France’s relationship with many of its former African colonies is close. Indeed, French interests in Africa are seen by some as the basis for France’s international standing as more than merely a large member state of the European Union. In 2020, against a background of domestic protests against inequality (the “gilet jaunes” demonstrations), the French version of the “Black Lives Matter” protests that focused on the history of French participation in the slave trade and colonialism, the new assertiveness of French citizens of colonial origin, and the unfocused anger at the disruptions caused by the coronavirus, the Diyabanza trial has the potential for a renewed popular focus on French holdings of African art.

In 2017, French President Emmanuel Macron pledged to return to Africa the African art in French museums.

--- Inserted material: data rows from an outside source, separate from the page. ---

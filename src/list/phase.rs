//! Synchronizer phase (MVI state + reducer).

use crate::list::sync::SyncTrigger;
use crate::ui::mvi::{Intent, Reducer, UiState};

#[derive(Debug, Clone, PartialEq, Default)]
pub enum SyncPhase {
    #[default]
    Idle,
    /// A pass is running for `trigger`.
    Recomputing { trigger: SyncTrigger },
    /// The last pass applied its snapshot but the model reported an error.
    Error { message: String },
}

impl UiState for SyncPhase {}

impl SyncPhase {
    pub fn is_error(&self) -> bool {
        matches!(self, Self::Error { .. })
    }

    pub fn error_message(&self) -> Option<&str> {
        match self {
            Self::Error { message } => Some(message),
            _ => None,
        }
    }
}

#[derive(Debug)]
pub enum PhaseIntent {
    Begin { trigger: SyncTrigger },
    /// Snapshot built and applied; `error` is the model's error at read time.
    Finished { error: Option<String> },
}

impl Intent for PhaseIntent {}

pub struct PhaseReducer;

impl Reducer for PhaseReducer {
    type State = SyncPhase;
    type Intent = PhaseIntent;

    fn reduce(state: Self::State, intent: Self::Intent) -> Self::State {
        match intent {
            PhaseIntent::Begin { trigger } => SyncPhase::Recomputing { trigger },
            PhaseIntent::Finished { error } => match state {
                SyncPhase::Recomputing { .. } => match error {
                    Some(message) => SyncPhase::Error { message },
                    None => SyncPhase::Idle,
                },
                other => other,
            },
        }
    }
}
//! Row state of the master list; the synchronizer's rendering surface.

use crate::list::{Diff, RenderSurface, SectionId};
use crate::model::ItemId;

/// Rows as identities plus the selection and the error label.
///
/// Only ever changed through diffs. The selection follows its identity
/// across a diff; if that row is gone the selection stays at the same
/// position, clamped to the new length.
#[derive(Debug, Default)]
pub struct ListView {
    rows: Vec<ItemId>,
    selected: Option<usize>,
    error: Option<String>,
}

impl ListView {
    pub fn new() -> Self {
        Self::default()
    }

    pub fn rows(&self) -> &[ItemId] {
        &self.rows
    }

    pub fn len(&self) -> usize {
        self.rows.len()
    }

    pub fn is_empty(&self) -> bool {
        self.rows.is_empty()
    }

    pub fn selected(&self) -> Option<usize> {
        self.selected
    }

    pub fn selected_id(&self) -> Option<ItemId> {
        self.selected.and_then(|index| self.rows.get(index).copied())
    }

    pub fn error(&self) -> Option<&str> {
        self.error.as_deref()
    }

    pub fn move_selection(&mut self, delta: isize) {
        if self.rows.is_empty() {
            self.selected = None;
            return;
        }
        let last = self.rows.len() - 1;
        let next = match self.selected {
            None => 0,
            Some(current) => current.saturating_add_signed(delta).min(last),
        };
        self.selected = Some(next);
    }

    pub fn select_first(&mut self) {
        self.selected = if self.rows.is_empty() { None } else { Some(0) };
    }

    pub fn select_last(&mut self) {
        self.selected = self.rows.len().checked_sub(1);
    }
}

impl RenderSurface for ListView {
    fn apply(&mut self, _section: SectionId, diff: &Diff) {
        let anchor = self.selected_id();
        diff.apply_to(&mut self.rows);

        self.selected = match anchor.and_then(|id| self.rows.iter().position(|row| *row == id)) {
            Some(index) => Some(index),
            None if self.rows.is_empty() => None,
            None => Some(self.selected.unwrap_or(0).min(self.rows.len() - 1)),
        };
    }

    fn show_error(&mut self, message: Option<&str>) {
        self.error = message.map(str::to_string);
    }
}
use ratatui::layout::{Constraint, Direction, Layout, Rect};

/// Screen regions, top to bottom: tabs + scope bar, search bar, the
/// master/detail body, then the footer.
#[derive(Debug, Clone, Copy, PartialEq, Eq)]
pub struct Regions {
    pub header: Rect,
    pub search: Rect,
    pub list: Rect,
    pub status: Rect,
    pub detail: Rect,
    pub footer: Rect,
}

const HEADER_HEIGHT: u16 = 3;
const SEARCH_HEIGHT: u16 = 3;
const FOOTER_HEIGHT: u16 = 3;
const STATUS_HEIGHT: u16 = 1;
const LIST_PERCENT: u16 = 45;

pub fn layout_regions(area: Rect) -> Regions {
    let rows = Layout::default()
        .direction(Direction::Vertical)
        .constraints([
            Constraint::Length(HEADER_HEIGHT),
            Constraint::Length(SEARCH_HEIGHT),
            Constraint::Min(0),
            Constraint::Length(FOOTER_HEIGHT),
        ])
        .split(area);

    let columns = Layout::default()
        .direction(Direction::Horizontal)
        .constraints([
            Constraint::Percentage(LIST_PERCENT),
            Constraint::Percentage(100 - LIST_PERCENT),
        ])
        .split(rows[2]);

    // The error label sits under the list, inside the list column.
    let master = Layout::default()
        .direction(Direction::Vertical)
        .constraints([Constraint::Min(0), Constraint::Length(STATUS_HEIGHT)])
        .split(columns[0]);

    Regions {
        header: rows[0],
        search: rows[1],
        list: master[0],
        status: master[1],
        detail: columns[1],
        footer: rows[3],
    }
}
//! Filtered list synchronization.
//!
//! ```text
//! model changed ─┐
//! query edited  ─┼─→ ListSynchronizer ─→ build(items, query) ─→ Diff ─→ RenderSurface
//! scope changed ─┘                                                         │
//!                          selection::resolve(index) ←── selected row ─────┘
//! ```

pub mod diff;
pub mod filter;
pub mod phase;
pub mod selection;
pub mod snapshot;
pub mod sync;

pub use diff::{Diff, Indexed, Move};
pub use filter::{matches, matches_fields};
pub use phase::{PhaseIntent, PhaseReducer, SyncPhase};
pub use selection::{resolve, SelectionError};
pub use snapshot::{build, SectionId, Snapshot};
pub use sync::{coalesce, ListSynchronizer, RenderSurface, SyncTrigger, TriggerSender};
use ratatui::layout::Rect;
use ratatui::style::{Modifier, Style};
use ratatui::text::{Line, Span};
use ratatui::widgets::{Block, Borders, Clear, List, ListItem, ListState, Paragraph};
use ratatui::Frame;

use crate::strings::StringKey;
use crate::ui::app::App;
use crate::ui::detail::render_detail_pane;
use crate::ui::footer::Footer;
use crate::ui::header::{domain_key, Header};
use crate::ui::layout::layout_regions;
use crate::ui::theme::{
    ACCENT, ACTIVE_HIGHLIGHT, FOCUS_BORDER, GLOBAL_BORDER, HEADER_TEXT, MUTED_TEXT, STAR,
    STATUS_ERROR,
};

pub fn draw(frame: &mut Frame<'_>, app: &App) {
    let area = frame.area();
    let regions = layout_regions(area);

    frame.render_widget(
        Header::new(app.strings(), app.domain(), app.period()).widget(),
        regions.header,
    );
    draw_search(frame, regions.search, app);
    frame.render_widget(Clear, regions.list);
    draw_list(frame, regions.list, app);
    draw_status(frame, regions.status, app);
    render_detail_pane(frame, regions.detail, app.detail(), app.strings());
    frame.render_widget(
        Footer::new(app.search().editing).widget(regions.footer),
        regions.footer,
    );
}

fn draw_search(frame: &mut Frame<'_>, area: Rect, app: &App) {
    let search = app.search();
    let border = if search.editing {
        FOCUS_BORDER
    } else {
        GLOBAL_BORDER
    };
    let text = if search.text.is_empty() && !search.editing {
        Span::styled(
            format!("/ {}", app.strings().get(StringKey::Search)),
            Style::default().fg(MUTED_TEXT),
        )
    } else {
        Span::styled(search.text.clone(), Style::default().fg(HEADER_TEXT))
    };

    let widget = Paragraph::new(Line::from(text)).block(
        Block::default()
            .borders(Borders::ALL)
            .border_style(Style::default().fg(border)),
    );
    frame.render_widget(widget, area);

    if search.editing && area.width > 2 && area.height > 2 {
        let offset = search.text.chars().count() as u16;
        let x = area.x + 1 + offset.min(area.width.saturating_sub(3));
        frame.set_cursor_position((x, area.y + 1));
    }
}

fn draw_list(frame: &mut Frame<'_>, area: Rect, app: &App) {
    let strings = app.strings();
    let mut title = format!(" {} ", strings.get(domain_key(app.domain())));
    if app.is_refreshing() {
        title.push_str(&strings.get(StringKey::Loading));
        title.push(' ');
    }
    let block = Block::default()
        .title(Span::styled(title, Style::default().fg(ACCENT)))
        .borders(Borders::ALL)
        .border_style(Style::default().fg(GLOBAL_BORDER));

    if app.list().is_empty() {
        let empty = Paragraph::new(Span::styled(
            strings.get(StringKey::NoResults),
            Style::default().fg(MUTED_TEXT),
        ))
        .block(block);
        frame.render_widget(empty, area);
        return;
    }

    let items: Vec<ListItem> = app
        .list()
        .rows()
        .iter()
        .map(|id| {
            let mut spans = Vec::new();
            if app.is_favourite(*id) {
                spans.push(Span::styled("★ ", Style::default().fg(STAR)));
            }
            match app.row_item(*id) {
                Some(item) => {
                    spans.push(Span::styled(
                        item.title.clone(),
                        Style::default().fg(HEADER_TEXT),
                    ));
                    spans.push(Span::styled(
                        format!("  ★{}", item.stars),
                        Style::default().fg(MUTED_TEXT),
                    ));
                }
                None => spans.push(Span::styled(id.to_string(), Style::default().fg(MUTED_TEXT))),
            }
            ListItem::new(Line::from(spans))
        })
        .collect();

    let list = List::new(items).block(block).highlight_style(
        Style::default()
            .bg(ACTIVE_HIGHLIGHT)
            .add_modifier(Modifier::BOLD),
    );
    let mut state = ListState::default().with_selected(app.list().selected());
    frame.render_stateful_widget(list, area, &mut state);
}

fn draw_status(frame: &mut Frame<'_>, area: Rect, app: &App) {
    let Some(error) = app.list().error() else {
        return;
    };
    let label = Paragraph::new(Span::styled(
        format!(" {error}"),
        Style::default().fg(STATUS_ERROR).add_modifier(Modifier::DIM),
    ));
    frame.render_widget(label, area);
}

He established a commission to consider how that might be done. The commission issued a report that has failed to win widespread support in France. According to U.S. media, the French government has announced the restitution of 27 objects, of which only one has been returned. (It is claimed that there are some 90,000 sub-Saharan African art objects in French museums.)

With some exceptions, African art housed in Western museums is carefully curated and is accessible to the public. (For example, there is a major collection at the Metropolitan Museum of Art in New York that periodically presents “blockbuster” exhibits of African art.) In sub-Saharan Africa, there are few institutions that can safeguard and display artworks of world importance. In what may be a partial way forward, however, France is largely funding the construction of a state-of-the-art museum in Benin that would display the 27 returned works of art, among others.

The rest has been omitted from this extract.